In the Diamond Sutra, the Buddha says that bodhisattvas are ones who when they hear these teachings (the Prajñāpāramitā, or “Perfection of Wisdom,” which is a goddess as well as a philosophy and literary movement) are not afraid. The heart of the Perfection of Wisdom is the teaching on emptiness, which is expressed in the summary of the path of the bodhisattva given by the Buddha: “However many beings there are … in the realm of complete Nirvana I shall liberate them all. And though I thus liberate countless beings, not a single being is liberated.” (DS 2, tr. Red Pine)
This slippery koan brings together the bodhisattva vow and the insight into emptiness that powers it. Zen makes much of the strange mechanics of the bodhisattva vow, particularly its impossibility. You vow to liberate all beings, which is manifestly absurd. So how does this work? It doesn’t, except “in the realm of complete Nirvana.” Emptiness is what makes it possible. Seeing with the eyes of emptiness reveals that there’s no such things as “beings,” no such action as “liberate,” and no such entity as “I” who is doing the liberating.
I have moments where this totally makes sense. Where the linguistic dead end opens to a strange magical land in which my heart just stops arguing about anything at all, and the individuality of all my suffering friends, neighbors, and enemies on our tiny spinning planet is no longer the theme of the story. There’s no story at all, really. In other moments, I refuse to take refuge in that good place—intentionally or habitually—and the stories demand attention, attunement, and creative engagement again. This happens again and again. It’s like something, or someone, really doesn’t want me to take refuge in emptiness. But why? What is it afraid of?
Emptiness inspires fear. Attachment is comfortable, and the objects, relationships, and identities that define our lives are all seeming refuges. The bodhisattva vow as expressed in the Diamond Sutra dismantles the last wholesome refuge of the good person: being in service of others. One of the things we do, as people trying to be good, is training ourselves in compassion and generosity. These are clearly good qualities, as the Buddha would say, “praised by the wise.” Of course the perfection of wisdom takes pains to remind us that both of these are empty. Compassion is deluded if it thinks that there are other beings to be saved by my heroic actions. Generosity is deluded whenever I am lost in the seeming importance of objects, wealth, gifts, and the identity that comes with being a generous person.

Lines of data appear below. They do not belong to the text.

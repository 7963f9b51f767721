//! # Product Catalog
//!
//! A product catalog REST service built on axum.
//!
//! ## Features
//!
//! - **Listing pipeline**: untrusted `limit`/`page`/`sort`/`query` parameters are
//!   decoded into a validated [`QuerySpec`](core::QuerySpec) before any store call
//! - **Defensive filters**: the JSON `query` parameter decodes to a typed
//!   [`FieldMatchMap`](core::FieldMatchMap) or a well-defined client error
//! - **Navigation links**: `prevLink`/`nextLink` replay the client's own parameters
//! - **Pluggable storage**: any [`CatalogStore`](core::CatalogStore) can be injected
//! - **YAML configuration**: page sizes, error policies and link style
//!
//! ## Quick Start
//!
//! ```rust,ignore
//! use catalog::prelude::*;
//!
//! #[tokio::main]
//! async fn main() -> Result<()> {
//!     ServerBuilder::new()
//!         .with_catalog_store(InMemoryCatalogStore::new())
//!         .with_config_file("catalog.yaml")?
//!         .serve_configured()
//!         .await
//! }
//! ```
//!
//! ```text
//! GET /api/products?limit=5&page=2&sort=asc&query={"category":"tools"}
//! ```

pub mod config;
pub mod core;
pub mod server;
pub mod storage;

/// Re-exports of commonly used types and traits
pub mod prelude {
    // === Core ===
    pub use crate::core::{
        CatalogError, CatalogStore, ConfigError, Criterion, FieldMatchMap, FieldSource,
        ListingParams, ListingResponse, PageResult, Product, ProductError, QueryError,
        QuerySpec, SortKey, StorageError, list_products,
    };

    // === Storage ===
    pub use crate::storage::InMemoryCatalogStore;

    // === Config ===
    pub use crate::config::{CatalogConfig, LinkStyle, ListingConfig, MalformedFilterPolicy};

    // === Server ===
    pub use crate::server::{RestExposure, ServerBuilder, ServerHost};

    // === External dependencies ===
    pub use anyhow::Result;
    pub use async_trait::async_trait;
    pub use serde::{Deserialize, Serialize};
    pub use uuid::Uuid;
}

To truly acknowledge emptiness, the sūtra says, would undercut everything we think about who we are, who others are, and what goodness even means. Of course I’m afraid!
Emptiness is amoral, dangerously close to nihilism, and cares nothing for the populist affirmations and new age humanist mealy pap that fills my feed. But “the bodhisattva who thinks there are beings to be saved is no bodhisattva.” If I pretend my practice is mature enough to assimilate this radical teaching before it truly is, I fall into spiritual bypass. But to ignore the teaching because it makes me uncomfortable, well, it’s too late for that.
Part of the wild mystery of Prajñāpāramitā—sometimes called the “pregnant void”— is contained, ever so slightly, by putting it in a human form. As a goddess, she is way beyond my ken, but because I have some affectionate reference for the shape of a woman, my heart is protected from really shattering as I listen to the uncognizable diamond music. The sūtra knows this, and devotes far more time to convincing us of the benefit of cultivating faith in the teaching than it does spinning out the philosophical implications in it. The Heart Sutra knows it, which is why it ends with a mantra, a magic spell, rather than any more existential conclusion.
The thing to cultivate in bodhisattva practice is not the vow itself, but the fearlessness that makes vowing possible. I know, from a long life of being afraid, that I can’t will myself into being fearless. When conditions frighten me, I’m afraid. Before I can even confront my fear of the infinite void, I have to recover from my fear of relational things: failure, criticism, rejection, other people. So the vow can’t be real without compassion—inward and outward—becoming a truly palpable force in the heart, and faith. When faith becomes strong enough, fear starts to diminish, because it knows that whatever happens, there’s a deeper refuge waiting. And though that refuge will be empty in the end, as a hut along the pilgrimage trail, a vihāra, it’s shelter from the storm. Come in, she said.